Your goal: Where does the string "RegistryReaper" appear in the records? Copy each line that holds it.
※
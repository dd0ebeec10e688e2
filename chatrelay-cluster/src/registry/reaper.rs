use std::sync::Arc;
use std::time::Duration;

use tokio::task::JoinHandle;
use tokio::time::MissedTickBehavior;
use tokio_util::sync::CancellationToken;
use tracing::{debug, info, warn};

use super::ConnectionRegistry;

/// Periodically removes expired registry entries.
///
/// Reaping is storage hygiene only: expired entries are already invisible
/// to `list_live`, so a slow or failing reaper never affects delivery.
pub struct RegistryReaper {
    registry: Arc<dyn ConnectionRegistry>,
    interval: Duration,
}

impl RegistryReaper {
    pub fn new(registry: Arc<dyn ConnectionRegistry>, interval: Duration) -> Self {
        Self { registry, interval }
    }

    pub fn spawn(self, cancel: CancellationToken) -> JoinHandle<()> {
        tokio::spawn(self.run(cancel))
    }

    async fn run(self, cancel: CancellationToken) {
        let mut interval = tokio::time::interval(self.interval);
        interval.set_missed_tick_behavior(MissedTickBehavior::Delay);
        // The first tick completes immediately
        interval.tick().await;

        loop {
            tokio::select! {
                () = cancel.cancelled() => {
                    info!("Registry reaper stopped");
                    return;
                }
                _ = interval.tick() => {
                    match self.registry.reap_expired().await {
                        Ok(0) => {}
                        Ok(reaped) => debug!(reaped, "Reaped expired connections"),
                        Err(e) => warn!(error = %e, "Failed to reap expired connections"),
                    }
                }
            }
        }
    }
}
※
Worked solution:
pub struct RegistryReaper {
impl RegistryReaper {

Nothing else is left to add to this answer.